Discoverer 1 was a test of the performance capabilities of the propulsion and guidance system of the booster and satellite. The launch took place from Vandenberg Air Force Base on a Thor-Agena A. After first stage burnout at 28,529 km/h, the rocket coasted to an orbital altitude where the second stage guidance system-oriented the spacecraft by means of pneumatic nitrogen jets. The second stage engine ignited when the correct attitude was achieved, putting the spacecraft into a polar orbit where it remained until re-entry on 17 March 1959. Discoverer 1 became the first man-made object ever put into a polar orbit. The difficulty was encountered receiving signals after launch, but the satellite broadcast intermittently later in the flight.

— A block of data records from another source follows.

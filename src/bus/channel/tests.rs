use super::*;
use crate::bus::{Disposition, MessageHeaders};
use std::time::Duration;

async fn broker_with(queues: &[&str]) -> ChannelBroker {
    let broker = ChannelBroker::new();
    for q in queues {
        broker.declare_queue(&QueueSpec::transient(*q)).await.unwrap();
    }
    broker
}

async fn next(stream: &mut DeliveryStream) -> Delivery {
    tokio::time::timeout(Duration::from_secs(1), stream.next())
        .await
        .expect("Timed out waiting for delivery")
        .expect("Stream ended")
        .expect("Delivery error")
}

#[tokio::test]
async fn test_publish_and_consume_in_order() {
    let broker = broker_with(&["q"]).await;
    broker.publish("q", OutboundMessage::json("1")).await.unwrap();
    broker.publish("q", OutboundMessage::json("2")).await.unwrap();

    let mut stream = broker.consume("q", 1).await.unwrap();
    let first = next(&mut stream).await;
    assert_eq!(&first.body[..], b"1");
    first.settle(Disposition::Ack).await.unwrap();

    let second = next(&mut stream).await;
    assert_eq!(&second.body[..], b"2");
    assert!(!second.redelivered);
}

#[tokio::test]
async fn test_publish_to_undeclared_queue_is_dropped() {
    let broker = ChannelBroker::new();
    broker.publish("missing", OutboundMessage::json("x")).await.unwrap();
    assert!(broker.published("missing").await.is_empty());
    assert!(broker.consume("missing", 1).await.is_err());
}

#[tokio::test]
async fn test_declare_is_idempotent() {
    let broker = broker_with(&["q"]).await;
    broker.publish("q", OutboundMessage::json("kept")).await.unwrap();
    broker.declare_queue(&QueueSpec::transient("q")).await.unwrap();
    assert_eq!(broker.depth("q").await, 1);
}

#[tokio::test]
async fn test_requeue_redelivers_at_head() {
    let broker = broker_with(&["q"]).await;
    broker.publish("q", OutboundMessage::json("a")).await.unwrap();
    broker.publish("q", OutboundMessage::json("b")).await.unwrap();

    let mut stream = broker.consume("q", 1).await.unwrap();
    let first = next(&mut stream).await;
    first.settle(Disposition::Requeue).await.unwrap();

    let again = next(&mut stream).await;
    assert_eq!(&again.body[..], b"a");
    assert!(again.redelivered);
}

#[tokio::test]
async fn test_drop_without_dead_letter_discards() {
    let broker = broker_with(&["q"]).await;
    broker.publish("q", OutboundMessage::json("a")).await.unwrap();

    let mut stream = broker.consume("q", 1).await.unwrap();
    next(&mut stream).await.settle(Disposition::Drop).await.unwrap();

    assert_eq!(broker.depth("q").await, 0);
}

#[tokio::test]
async fn test_prefetch_limits_in_flight() {
    let broker = broker_with(&["q"]).await;
    broker.publish("q", OutboundMessage::json("a")).await.unwrap();
    broker.publish("q", OutboundMessage::json("b")).await.unwrap();

    let mut stream = broker.consume("q", 1).await.unwrap();
    let first = next(&mut stream).await;

    // Second delivery is held back until the first is settled
    let blocked = tokio::time::timeout(Duration::from_millis(50), stream.next()).await;
    assert!(blocked.is_err());

    first.settle(Disposition::Ack).await.unwrap();
    let second = next(&mut stream).await;
    assert_eq!(&second.body[..], b"b");
}

#[tokio::test]
async fn test_double_settle_fails() {
    let broker = broker_with(&["q"]).await;
    broker.publish("q", OutboundMessage::json("a")).await.unwrap();
    let mut stream = broker.consume("q", 1).await.unwrap();
    let delivery = next(&mut stream).await;

    delivery.acker.ack().await.unwrap();
    assert!(delivery.acker.ack().await.is_err());
}

#[tokio::test]
async fn test_expired_message_is_dead_lettered_with_headers() {
    let broker = broker_with(&["poison"]).await;
    broker
        .declare_queue(&QueueSpec::delay(
            "retry-poison-1",
            Duration::from_millis(30),
            "poison",
        ))
        .await
        .unwrap();

    broker
        .publish(
            "retry-poison-1",
            OutboundMessage::json("late")
                .with_headers(MessageHeaders::with_retries(1))
                .with_expiration(Duration::from_millis(30)),
        )
        .await
        .unwrap();
    assert_eq!(broker.depth("retry-poison-1").await, 1);

    let mut stream = broker.consume("poison", 1).await.unwrap();
    let delivery = next(&mut stream).await;
    assert_eq!(&delivery.body[..], b"late");
    assert_eq!(delivery.headers.retries, Some(1));
    assert_eq!(broker.depth("retry-poison-1").await, 0);
}

#[tokio::test]
async fn test_message_expiration_shorter_than_queue_ttl_wins() {
    let broker = broker_with(&["target"]).await;
    broker
        .declare_queue(&QueueSpec::delay("delay", Duration::from_secs(60), "target"))
        .await
        .unwrap();

    broker
        .publish(
            "delay",
            OutboundMessage::json("x").with_expiration(Duration::from_millis(20)),
        )
        .await
        .unwrap();

    tokio::time::sleep(Duration::from_millis(150)).await;
    assert_eq!(broker.depth("target").await, 1);
}

#[tokio::test]
async fn test_close_ends_streams() {
    let broker = broker_with(&["q"]).await;
    let mut stream = broker.consume("q", 1).await.unwrap();

    let closer = broker.clone();
    tokio::spawn(async move {
        tokio::time::sleep(Duration::from_millis(20)).await;
        closer.close().await;
    });

    let ended = tokio::time::timeout(Duration::from_secs(1), stream.next())
        .await
        .expect("Stream did not end");
    assert!(ended.is_none());
    assert!(matches!(
        broker.publish("q", OutboundMessage::json("x")).await,
        Err(BusError::Closed)
    ));
}

#[tokio::test]
async fn test_requeued_message_gets_a_fresh_ttl() {
    let broker = broker_with(&["target"]).await;
    broker
        .declare_queue(&QueueSpec::delay("delay", Duration::from_millis(300), "target"))
        .await
        .unwrap();
    broker.publish("delay", OutboundMessage::json("x")).await.unwrap();

    let mut stream = broker.consume("delay", 1).await.unwrap();
    let delivery = next(&mut stream).await;
    tokio::time::sleep(Duration::from_millis(150)).await;
    delivery.settle(Disposition::Requeue).await.unwrap();

    // Past the first enqueue's TTL, before the requeued copy's
    tokio::time::sleep(Duration::from_millis(230)).await;
    assert_eq!(broker.depth("delay").await, 1);
    assert_eq!(broker.depth("target").await, 0);

    tokio::time::sleep(Duration::from_millis(200)).await;
    assert_eq!(broker.depth("delay").await, 0);
    assert_eq!(broker.depth("target").await, 1);
}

In 1959, it was believed to have obtained orbit with speculation that the protective nose cone over the antennas was ejected just before the Agena fired and that the Agena then rammed into the nose cone, damaging the antennas.

Discoverer 1 was a 5.73 m long, 1.52 m diameter cylindrical Agena-A upper-stage capped by a conical nosecone. The satellite casing was made of magnesium. Most of the 18 kg payload, consisting of communication and telemetry equipment, was housed in the nosecone. It included a high-frequency low-power beacon transmitter for tracking and a radar beacon transmitter with a transponder to receive command signals and allow long-range radar tracking. Fifteen telemetry channels (10 continuous and 5 commuted) were used to relay roughly 100 aspects of spacecraft performance. Unlike future Discoverer flights, this one did not carry a camera or film capsule.

The satellite launched atop a Thor-Agena rocket. The Thor used liquid oxygen and RP-1 as propellants. The Agena used  hypergolic fuels to boost the satellite into polar orbit. This combination of Thor and Agena would become the first booster rocket to send a payload to orbit using 2 stages.

Five young men were in the launch crew of this historic mission placing the first spy satellite for the U.S. into polar orbit. The names of the young men, alphabetically, were James Boyle, Mark Jonah, John Lane, Jack Shields, the Test Conductor, and Erwin Warshawsky. Jack was 30 years of age. The others were all in their early to mid twenties.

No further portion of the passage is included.